Des préjugés sur le burn out et son lien avec le suicide

 

Extrait de : "Risques Humains dans l'entreprise, vers de nouvelles réponses" Edtions L'Harmattan.

 

Un autre couple encore plus récent a fait son apparition : burn out et suicide. Le burn out qui est un épuisement, une consumation du corps, pourrait donner comme destin, l’acte suicidaire. Là encore, il faut y regarder de plus près. Le burn out apparaît chez une personne dans un processus plus ou moins long, qui porte en lui-même, ses propres raisons complexes. Je ne nie pas le processus qui va du burn out au suicide, mais le lien un peu rapide ne suffit pas à expliquer qu’une personne, épuisée par son travail, se suicide. Une personne en état de burn out se retrouve dans un tel état d’épuisement que son corps ne tient plus, est au bord de l’effondrement. Les capacités intellectuelles sont comme épuisées, elle est confrontée à l’impossibilité de réfléchir, d’agir et même de s’en sortir.

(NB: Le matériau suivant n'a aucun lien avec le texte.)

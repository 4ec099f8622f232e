use crate::lines::{rewrite, split_lines};
use crate::style::IndentationStyle;

/// Prepends one `style` unit to every line that has content.
/// Empty lines, including bare terminators, are left alone.
pub fn prefix_lines(text: &str, style: IndentationStyle) -> String {
    let unit = style.render();
    if unit.is_empty() {
        return text.to_string();
    }

    let lines = split_lines(text);
    let capacity = text.len() + unit.len() * lines.len();
    rewrite(&lines, capacity, |content, out| {
        if !content.is_empty() {
            out.push_str(&unit);
        }
        out.push_str(content);
    })
}
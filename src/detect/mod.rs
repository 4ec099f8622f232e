use crate::config::Config;
use crate::logger::{Logger, SILENT};
use crate::style::{IndentKind, IndentationStyle};
use serde::Serialize;

mod detect_observe;
mod detect_table;

pub use detect_observe::{observe, Observation};
pub use detect_table::{FrequencyTable, IndentKey, Tally};

/// One row of the frequency table.
#[derive(Debug, Clone, Copy, PartialEq, Eq, Serialize)]
pub struct Candidate {
    pub kind: IndentKind,
    pub delta: usize,
    pub count: usize,
    pub weight: usize,
}

/// Full record of an inference: the winner and what it competed against.
#[derive(Debug, Clone, PartialEq, Eq, Serialize)]
pub struct Detection {
    pub style: IndentationStyle,
    /// False when the table came from the pass that counts single spaces.
    pub single_spaces_ignored: bool,
    /// In first-seen order.
    pub candidates: Vec<Candidate>,
}

/// Infers the dominant indentation unit of a text.
pub struct Detector<'a> {
    ignore_single_spaces: bool,
    logger: &'a Logger,
}

impl<'a> Detector<'a> {
    pub fn new(config: &Config, logger: &'a Logger) -> Self {
        Self {
            ignore_single_spaces: config.ignore_single_spaces,
            logger,
        }
    }

    pub fn detect(&self, text: &str) -> IndentationStyle {
        self.analyze(text).style
    }

    /// Two passes at most:
    /// 1) Ignore single-space indents (comment continuation lines)
    /// 2) If nothing was found, count them too
    pub fn analyze(&self, text: &str) -> Detection {
        let mut single_spaces_ignored = self.ignore_single_spaces;
        let mut table = FrequencyTable::build(text, single_spaces_ignored);

        if table.is_empty() && single_spaces_ignored {
            self.logger.info(
                "detector",
                "fallback_pass",
                "no indents beyond single spaces; rescanning with them",
            );
            single_spaces_ignored = false;
            table = FrequencyTable::build(text, false);
        }

        let style = table
            .most_used()
            .map(|key| IndentationStyle::new(key.delta, key.kind))
            .unwrap_or_else(IndentationStyle::unknown);

        self.logger.info(
            "detector",
            "detected",
            &format!("{} x{} (candidates={})", style.kind(), style.amount(), table.len()),
        );

        let candidates = table
            .iter()
            .map(|(key, tally)| Candidate {
                kind: key.kind,
                delta: key.delta,
                count: tally.count,
                weight: tally.weight,
            })
            .collect();

        Detection { style, single_spaces_ignored, candidates }
    }
}

impl Default for Detector<'static> {
    fn default() -> Self {
        Self::new(&Config::default(), &SILENT)
    }
}

#[cfg(test)]
mod tests {
    use super::*;

    #[test]
    fn no_indentation_is_unknown() {
        let detection = Detector::default().analyze("<ul></ul>");
        assert_eq!(detection.style, IndentationStyle::unknown());
        assert!(detection.candidates.is_empty());
        assert!(!detection.single_spaces_ignored);
    }

    #[test]
    fn single_space_only_falls_back() {
        let detection = Detector::default().analyze("a\n b\n c\n");
        assert_eq!(detection.style, IndentationStyle::spaces(1));
        assert!(!detection.single_spaces_ignored);
    }

    #[test]
    fn comment_continuations_do_not_win() {
        let text = "/**\n * doc\n * more\n */\nfn a() {\n    b();\n}\n";
        let detection = Detector::default().analyze(text);
        assert_eq!(detection.style, IndentationStyle::spaces(4));
        assert!(detection.single_spaces_ignored);
    }

    #[test]
    fn counting_single_spaces_from_the_start() {
        let config = Config { ignore_single_spaces: false, ..Config::default() };
        let logger = Logger::silent();
        let text = "/**\n * doc\n * more\n */\nfn a() {\n    b();\n}\n";
        let detection = Detector::new(&config, &logger).analyze(text);
        assert_eq!(detection.style, IndentationStyle::spaces(1));
        assert!(!detection.single_spaces_ignored);
    }

    #[test]
    fn candidates_keep_table_order() {
        let detection = Detector::default().analyze("a\n    b\n\tc\n\td\n");
        let rows: Vec<_> = detection
            .candidates
            .iter()
            .map(|c| (c.kind, c.delta, c.count, c.weight))
            .collect();
        assert_eq!(
            rows,
            vec![(IndentKind::Space, 4, 1, 0), (IndentKind::Tab, 1, 2, 1)]
        );
        assert_eq!(detection.style, IndentationStyle::tabs(1));
    }

    #[test]
    fn detection_serializes() {
        let detection = Detector::default().analyze("a\n  b\n");
        let json = serde_json::to_value(&detection).unwrap();
        assert_eq!(json["style"]["amount"], 2);
        assert_eq!(json["style"]["kind"], "space");
        assert_eq!(json["candidates"][0]["delta"], 2);
    }
}
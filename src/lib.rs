#![deny(warnings)]
//! Detects the indentation style of a text and re-indents text with it.
//!
//! ```
//! use indentation::{change, detect, IndentationStyle};
//!
//! let text = "<div>\n  <ul>\n    <li>yay</li>\n  </ul>\n</div>";
//! assert_eq!(detect(text), IndentationStyle::spaces(2));
//! assert_eq!(
//!     change(text, IndentationStyle::spaces(4)).unwrap(),
//!     "<div>\n    <ul>\n        <li>yay</li>\n    </ul>\n</div>",
//! );
//! ```

pub mod config;
pub mod detect;
pub mod error;
pub mod lines;
pub mod logger;
pub mod style;
pub mod transform;

pub use config::Config;
pub use detect::{Detection, Detector};
pub use error::{ErrorCode, IndentError, Result};
pub use logger::Logger;
pub use style::{IndentKind, IndentationStyle};
pub use transform::Transformer;

/// Most representative indentation unit of `text`, or `(0, Unknown)`.
pub fn detect(text: &str) -> IndentationStyle {
    Detector::default().detect(text)
}

/// Converts `text` from its detected style to `target`.
pub fn change(text: &str, target: IndentationStyle) -> Result<String> {
    Transformer::default().change(text, target)
}

pub fn indent(text: &str, style: IndentationStyle) -> String {
    Transformer::default().indent(text, style)
}

pub fn unindent(text: &str) -> String {
    Transformer::default().unindent(text)
}
use crate::detect::observe;
use crate::lines::{contents, rewrite, split_lines};
use crate::style::IndentationStyle;

/// Smallest leading run shared by every non-empty line.
///
/// `None` when some line has no leading whitespace or when lines disagree
/// on spaces versus tabs.
pub fn common_indent(text: &str) -> Option<IndentationStyle> {
    let mut min_depth: Option<usize> = None;
    let mut common_kind = None;

    for line in contents(text) {
        if line.is_empty() {
            continue;
        }
        let obs = observe(line)?;
        match common_kind {
            None => common_kind = Some(obs.kind),
            Some(kind) if kind != obs.kind => return None,
            Some(_) => {}
        }
        min_depth = Some(min_depth.map_or(obs.depth, |m| m.min(obs.depth)));
    }

    match (min_depth?, common_kind?) {
        (0, _) => None,
        (depth, kind) => Some(IndentationStyle::new(depth, kind)),
    }
}

/// Removes the common indentation once from every line, or returns `None`
/// if there is none to remove.
pub fn strip_common(text: &str) -> Option<String> {
    let unit = common_indent(text)?.render();
    let lines = split_lines(text);

    if lines
        .iter()
        .any(|l| !l.content.is_empty() && !l.content.starts_with(unit.as_str()))
    {
        return None;
    }

    Some(rewrite(&lines, text.len(), |content, out| {
        out.push_str(content.strip_prefix(unit.as_str()).unwrap_or(content));
    }))
}
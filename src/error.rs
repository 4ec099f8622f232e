use thiserror::Error;

pub type Result<T> = std::result::Result<T, IndentError>;

#[derive(Debug, Clone, PartialEq, Eq)]
pub enum ErrorCode {
    // --- Input ---
    InvalidInput,
    BoundsExceeded,

    // --- Style parsing ---
    InvalidStyle,

    // --- Configuration ---
    InvalidConfig,
    ConfigParseFailed,
}

#[derive(Debug, Error)]
pub enum IndentError {
    #[error("Validation Error: {message} (context: {context})")]
    Validation { code: ErrorCode, message: String, context: String },

    #[error("Parse Error: {message} (input: {input:?})")]
    Parse { code: ErrorCode, message: String, input: String },

    #[error("Config Error: {message} (field: {field})")]
    Config { code: ErrorCode, message: String, field: String },
}

impl IndentError {
    pub fn code(&self) -> &ErrorCode {
        match self {
            IndentError::Validation { code, .. }
            | IndentError::Parse { code, .. }
            | IndentError::Config { code, .. } => code,
        }
    }
}

impl From<serde_json::Error> for IndentError {
    fn from(e: serde_json::Error) -> Self {
        IndentError::Config {
            code: ErrorCode::ConfigParseFailed,
            message: e.to_string(),
            field: "<json>".to_string(),
        }
    }
}
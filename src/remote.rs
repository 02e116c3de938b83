// GNU Affero General Public License v3.0 or later (see LICENSE or https://www.gnu.org/licenses/agpl.txt)
//! Remote command execution against the cluster host
//!
//! The OpenShift server runs as a container on the remote host. Its version
//! is read by running `openshift version` inside that container through
//! `docker exec`, which in turn is sent over SSH.

use std::path::PathBuf;
use std::process::Command;

use log::debug;
#[cfg(test)]
use mockall::automock;

use crate::error::{Result, VersionError};
use crate::version::parse_bare_version;

/// Name of the container running the OpenShift server
pub const OPENSHIFT_CONTAINER_NAME: &str = "origin";

/// Runs a shell command on the remote host and returns its standard output
#[cfg_attr(test, automock)]
pub trait SshCommander {
    /// # Errors
    /// Returns [`VersionError::Execution`] if the command cannot be started
    /// or exits unsuccessfully
    fn ssh(&self, command: &str) -> Result<String>;
}

/// [`SshCommander`] that shells out to the system `ssh` client
#[derive(Debug, Clone)]
pub struct SystemSsh {
    pub host: String,
    pub user: Option<String>,
    pub port: Option<u16>,
    pub identity_file: Option<PathBuf>,
}

impl SystemSsh {
    #[must_use]
    pub fn new(host: impl Into<String>) -> Self {
        Self {
            host: host.into(),
            user: None,
            port: None,
            identity_file: None,
        }
    }

    fn destination(&self) -> String {
        match &self.user {
            Some(user) => format!("{user}@{}", self.host),
            None => self.host.clone(),
        }
    }

    fn build_args(&self, command: &str) -> Vec<String> {
        // Never prompt: a password prompt would hang a non-interactive run
        let mut args = vec!["-o".to_string(), "BatchMode=yes".to_string()];
        if let Some(port) = self.port {
            args.push("-p".to_string());
            args.push(port.to_string());
        }
        if let Some(identity) = &self.identity_file {
            args.push("-i".to_string());
            args.push(identity.display().to_string());
        }
        args.push(self.destination());
        args.push(command.to_string());
        args
    }
}

impl SshCommander for SystemSsh {
    fn ssh(&self, command: &str) -> Result<String> {
        debug!("Running on {}: {command}", self.destination());

        let output = Command::new("ssh")
            .args(self.build_args(command))
            .output()
            .map_err(|e| VersionError::Execution {
                command: command.to_string(),
                message: format!("failed to run 'ssh': {e}"),
            })?;

        if !output.status.success() {
            let stderr = String::from_utf8_lossy(&output.stderr);
            return Err(VersionError::Execution {
                command: command.to_string(),
                message: format!("{} {}", output.status, stderr.trim()),
            });
        }

        Ok(String::from_utf8_lossy(&output.stdout).into_owned())
    }
}

/// Runs `docker` commands on the remote host through an [`SshCommander`]
pub struct DockerCommander<'a, S: SshCommander + ?Sized> {
    commander: &'a S,
}

impl<'a, S: SshCommander + ?Sized> DockerCommander<'a, S> {
    pub fn new(commander: &'a S) -> Self {
        Self { commander }
    }

    /// Run `docker exec <options> <container> <command> <args...>`
    ///
    /// # Errors
    /// Propagates the [`VersionError::Execution`] of the underlying commander
    pub fn exec(&self, options: &str, container: &str, command: &str, args: &str) -> Result<String> {
        let cmd = format!("docker exec {options} {container} {command} {args}");
        self.commander.ssh(&cmd)
    }
}

/// Get the raw `openshift version` output from the OpenShift container
///
/// The output lists the OpenShift, Kubernetes and etcd versions, one per line.
///
/// # Errors
/// Returns [`VersionError::Execution`] if the remote command fails
pub fn get_openshift_version<S: SshCommander + ?Sized>(commander: &S) -> Result<String> {
    DockerCommander::new(commander).exec(" ", OPENSHIFT_CONTAINER_NAME, "openshift", "version")
}

/// Get the bare OpenShift version (e.g. "3.6.1") of the running cluster
///
/// # Errors
/// Returns [`VersionError::Execution`] if the remote command fails and
/// [`VersionError::MalformedOutput`] if the output has no version token
pub fn get_openshift_version_without_k8s_and_etcd<S: SshCommander + ?Sized>(
    commander: &S,
) -> Result<String> {
    let version_info = get_openshift_version(commander)?;
    parse_bare_version(&version_info)
}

Quand la personne a épuisé l’ensemble de ses capacités, réagir pour se sortir de cette situation est presque impossible. Une attention particulière doit être portée au moment où l’arrêt du travail se fait par la parole d’un médecin qui va marquer une rupture dans le processus, et renvoyer son patient à une autre solution possible : se retirer du travail plutôt que de s’y consumer à grandes flambées. Cet instant est essentiel, mais la personne à ce moment n’est pas sortie du pire pour autant. Au travail hyper investi pour des raisons qui lui sont propres et le plus souvent opaques, la personne se retrouve en face du « non travail », voire du « rien ». Un nouvel état se présente alors : corps et mental épuisés, sentiment de perte d’un objet surinvesti, une perte d’envie du travail, un désinvestissement du lien social. Suivant différents paramètres, le repos nécessaire se transforme en « acédie.